* _RECORDS PROVIDED_

use netsweep::{Network, NetworkLoader, SamplerConfig, SamplingStrategy, SubnetworkSampler};

const ALL_STRATEGIES: [SamplingStrategy; 4] = [
    SamplingStrategy::Node,
    SamplingStrategy::Edge,
    SamplingStrategy::Link,
    SamplingStrategy::LinkForward,
];

// Ring of blocks: node b * D + i links to every node ((b + 1) * D + j) mod N,
// so the network is strongly connected with uniform degree D.
fn ring_network(node_count: usize, block_size: usize) -> Network {
    let blocks = node_count / block_size;
    let mut edges = Vec::new();
    for block in 0..blocks {
        for i in 0..block_size {
            let source = format!("n_{}", block * block_size + i);
            for j in 0..block_size {
                let target = format!("n_{}", ((block + 1) * block_size + j) % node_count);
                edges.push((source.clone(), target));
            }
        }
    }
    NetworkLoader::from_edge_names(edges.iter().map(|(s, t)| (s.as_str(), t.as_str())))
}

// Complete digraph without self-loops, so a trace can never dead-end before
// filling any subset smaller than n.
fn complete_network(n: usize) -> Network {
    let names: Vec<String> = (0..n).map(|i| format!("v{i}")).collect();
    let mut edges = Vec::new();
    for i in 0..n {
        for j in 0..n {
            if i != j {
                edges.push((names[i].as_str(), names[j].as_str()));
            }
        }
    }
    NetworkLoader::from_edge_names(edges)
}

fn isolated_network(n: usize) -> Network {
    let mut network = Network::new();
    for i in 0..n {
        network.ensure_node(&format!("iso{i}"));
    }
    network
}

fn assert_distinct(indices: &[usize]) {
    let mut sorted = indices.to_vec();
    sorted.sort_unstable();
    sorted.dedup();
    assert_eq!(sorted.len(), indices.len(), "duplicate indices in sample");
}

fn weakly_connected(network: &Network) -> bool {
    let n = network.node_count();
    if n == 0 {
        return true;
    }
    let mut adjacency = vec![Vec::new(); n];
    for (source, target) in network.edges() {
        adjacency[source].push(target);
        adjacency[target].push(source);
    }
    let mut seen = vec![false; n];
    let mut stack = vec![0];
    seen[0] = true;
    let mut count = 1;
    while let Some(node) = stack.pop() {
        for &next in &adjacency[node] {
            if !seen[next] {
                seen[next] = true;
                count += 1;
                stack.push(next);
            }
        }
    }
    count == n
}

#[test]
fn every_strategy_returns_exactly_the_requested_size() {
    let network = ring_network(100, 5);
    for strategy in ALL_STRATEGIES {
        for &size in &[1usize, 10, 25, 60] {
            let mut sampler = SubnetworkSampler::new(
                &network,
                SamplerConfig {
                    train_size: size,
                    test_size: 0,
                    strategy,
                    seed: Some(7),
                },
            )
            .expect("sampler");
            for _ in 0..3 {
                let sample = sampler.sample().expect("sample");
                assert_eq!(
                    sample.train.len(),
                    size,
                    "strategy {} at size {size}",
                    strategy.label()
                );
                assert_distinct(&sample.train);
                assert!(sample.train.iter().all(|&index| index < 100));
                assert!(sample.test.is_none());
            }
        }
    }
}

#[test]
fn zero_size_requests_are_empty_without_error() {
    let network = ring_network(20, 5);
    for strategy in ALL_STRATEGIES {
        let mut sampler = SubnetworkSampler::new(
            &network,
            SamplerConfig {
                train_size: 0,
                test_size: 0,
                strategy,
                seed: Some(7),
            },
        )
        .expect("sampler");
        let sample = sampler.sample().expect("sample");
        assert!(sample.train.is_empty(), "strategy {}", strategy.label());
    }
}

#[test]
fn node_test_set_extends_the_train_prefix() {
    let network = ring_network(40, 5);
    let mut sampler = SubnetworkSampler::new(
        &network,
        SamplerConfig {
            train_size: 10,
            test_size: 5,
            strategy: SamplingStrategy::Node,
            seed: Some(11),
        },
    )
    .expect("sampler");

    for _ in 0..4 {
        let sample = sampler.sample().expect("sample");
        let test = sample.test.expect("test set");
        assert_eq!(sample.train.len(), 10);
        assert_eq!(test.len(), 15);
        assert_eq!(&test[..10], sample.train.as_slice());
        assert_distinct(&test);
    }
}

#[test]
fn node_draws_spread_over_the_whole_network() {
    let network = isolated_network(100);
    let mut sampler = SubnetworkSampler::new(
        &network,
        SamplerConfig {
            train_size: 5,
            test_size: 0,
            strategy: SamplingStrategy::Node,
            seed: Some(29),
        },
    )
    .expect("sampler");

    let mut identity_prefix_draws = 0usize;
    let mut draws_with_node_zero = 0usize;
    let mut seen = vec![false; 100];
    for _ in 0..200 {
        let sample = sampler.sample().expect("sample");
        let mut sorted = sample.train.clone();
        sorted.sort_unstable();
        if sorted == [0, 1, 2, 3, 4] {
            identity_prefix_draws += 1;
        }
        if sample.train.contains(&0) {
            draws_with_node_zero += 1;
        }
        for &index in &sample.train {
            seen[index] = true;
        }
    }
    let distinct_nodes = seen.iter().filter(|&&hit| hit).count();

    // A uniform 5-of-100 draw contains node 0 one time in twenty and lands
    // on the identity prefix essentially never; 200 draws touch nearly
    // every node.
    assert!(
        identity_prefix_draws < 10,
        "identity prefix drawn {identity_prefix_draws} of 200 times"
    );
    assert!(
        draws_with_node_zero < 40,
        "node 0 appeared in {draws_with_node_zero} of 200 draws"
    );
    assert!(
        distinct_nodes > 80,
        "only {distinct_nodes} distinct nodes were ever drawn"
    );
}

#[test]
fn edge_sampling_only_selects_edge_endpoints() {
    // Nodes 0..=3 are chained by edges; the rest are isolated and must
    // never appear in an edge-strategy sample.
    let mut network = NetworkLoader::from_edge_names(vec![("a", "b"), ("b", "c"), ("c", "d")]);
    for i in 0..6 {
        network.ensure_node(&format!("iso{i}"));
    }
    assert_eq!(network.node_count(), 10);

    let mut sampler = SubnetworkSampler::new(
        &network,
        SamplerConfig {
            train_size: 4,
            test_size: 0,
            strategy: SamplingStrategy::Edge,
            seed: Some(3),
        },
    )
    .expect("sampler");

    for _ in 0..5 {
        let sample = sampler.sample().expect("sample");
        assert_eq!(sample.train.len(), 4);
        assert!(
            sample.train.iter().all(|&index| index < 4),
            "isolated node selected by edge sampling: {:?}",
            sample.train
        );
    }
}

#[test]
fn trace_without_dead_ends_stays_connected() {
    let network = complete_network(6);
    for strategy in [SamplingStrategy::Link, SamplingStrategy::LinkForward] {
        let mut sampler = SubnetworkSampler::new(
            &network,
            SamplerConfig {
                train_size: 4,
                test_size: 0,
                strategy,
                seed: Some(5),
            },
        )
        .expect("sampler");
        for _ in 0..10 {
            let sample = sampler.sample().expect("sample");
            let subnetwork = network.subnetwork(&sample.train).expect("subnetwork");
            assert!(
                weakly_connected(&subnetwork),
                "strategy {} produced a disconnected trace {:?}",
                strategy.label(),
                sample.train
            );
        }
    }
}

#[test]
fn undirected_trace_walks_against_edge_direction() {
    // Every edge points into the hub, so an undirected trace must cross
    // edges backwards to grow. Any sample of three nodes passes through the
    // hub and stays connected.
    let network = NetworkLoader::from_edge_names(vec![
        ("l0", "hub"),
        ("l1", "hub"),
        ("l2", "hub"),
        ("l3", "hub"),
        ("l4", "hub"),
    ]);
    let hub = network.index_of("hub").expect("hub index");

    let mut sampler = SubnetworkSampler::new(
        &network,
        SamplerConfig {
            train_size: 3,
            test_size: 0,
            strategy: SamplingStrategy::Link,
            seed: Some(13),
        },
    )
    .expect("sampler");

    for _ in 0..8 {
        let sample = sampler.sample().expect("sample");
        assert!(sample.train.contains(&hub));
        let subnetwork = network.subnetwork(&sample.train).expect("subnetwork");
        assert!(weakly_connected(&subnetwork));
    }
}

#[test]
fn forward_trace_over_sinks_terminates_through_restarts() {
    // Out-neighbors of the hub are empty, so every forward walk dead-ends
    // at the hub; the full-network request can only complete by restarting.
    let network = NetworkLoader::from_edge_names(vec![
        ("l0", "hub"),
        ("l1", "hub"),
        ("l2", "hub"),
        ("l3", "hub"),
        ("l4", "hub"),
    ]);
    let mut sampler = SubnetworkSampler::new(
        &network,
        SamplerConfig {
            train_size: 6,
            test_size: 0,
            strategy: SamplingStrategy::LinkForward,
            seed: Some(17),
        },
    )
    .expect("sampler");

    let sample = sampler.sample().expect("sample");
    let mut train = sample.train.clone();
    train.sort_unstable();
    assert_eq!(train, (0..6).collect::<Vec<_>>());
}

#[test]
fn isolated_nodes_are_reached_only_by_restarting() {
    let network = isolated_network(12);
    for &size in &[5usize, 12] {
        let mut sampler = SubnetworkSampler::new(
            &network,
            SamplerConfig {
                train_size: size,
                test_size: 0,
                strategy: SamplingStrategy::Link,
                seed: Some(19),
            },
        )
        .expect("sampler");
        let sample = sampler.sample().expect("sample");
        assert_eq!(sample.train.len(), size);
        assert_distinct(&sample.train);
    }
}

#[test]
fn oversized_requests_fail_at_construction() {
    let network = ring_network(100, 5);

    let err = SubnetworkSampler::new(
        &network,
        SamplerConfig {
            train_size: 101,
            test_size: 0,
            strategy: SamplingStrategy::Node,
            seed: Some(1),
        },
    )
    .unwrap_err();
    assert!(err.to_string().contains("only has 100"));

    let err = SubnetworkSampler::new(
        &network,
        SamplerConfig {
            train_size: 101,
            test_size: 0,
            strategy: SamplingStrategy::Link,
            seed: Some(1),
        },
    )
    .unwrap_err();
    assert!(err.to_string().contains("only has 100"));

    // Two of the five nodes never touch an edge.
    let mut sparse = NetworkLoader::from_edge_names(vec![("a", "b"), ("b", "c")]);
    sparse.ensure_node("iso0");
    sparse.ensure_node("iso1");
    let err = SubnetworkSampler::new(
        &sparse,
        SamplerConfig {
            train_size: 4,
            test_size: 0,
            strategy: SamplingStrategy::Edge,
            seed: Some(1),
        },
    )
    .unwrap_err();
    assert!(err.to_string().contains("distinct endpoints"));
}

#[test]
fn seeded_runs_reproduce_and_reseeded_runs_diverge() {
    let network = ring_network(100, 5);
    let config = SamplerConfig {
        train_size: 10,
        test_size: 0,
        strategy: SamplingStrategy::Node,
        seed: Some(23),
    };

    let mut first = SubnetworkSampler::new(&network, config.clone()).expect("sampler");
    let mut second = SubnetworkSampler::new(&network, config.clone()).expect("sampler");
    let mut reseeded = SubnetworkSampler::new(
        &network,
        SamplerConfig {
            seed: Some(24),
            ..config
        },
    )
    .expect("sampler");

    let mut matched_reseed = true;
    for _ in 0..3 {
        let a = first.sample().expect("sample");
        let b = second.sample().expect("sample");
        let c = reseeded.sample().expect("sample");
        assert_eq!(a, b, "identical seeds must replay identical draws");
        matched_reseed &= a == c;
    }
    assert!(
        !matched_reseed,
        "a different seed reproduced the identical draw sequence"
    );
}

* _WORK INSTRUCTION_
Filter the records above for the string "uniform" and copy each matching line.

* _SOLUTION FOR THIS PROBLEM_
// so the network is strongly connected with uniform degree D.
    // A uniform 5-of-100 draw contains node 0 one time in twenty and lands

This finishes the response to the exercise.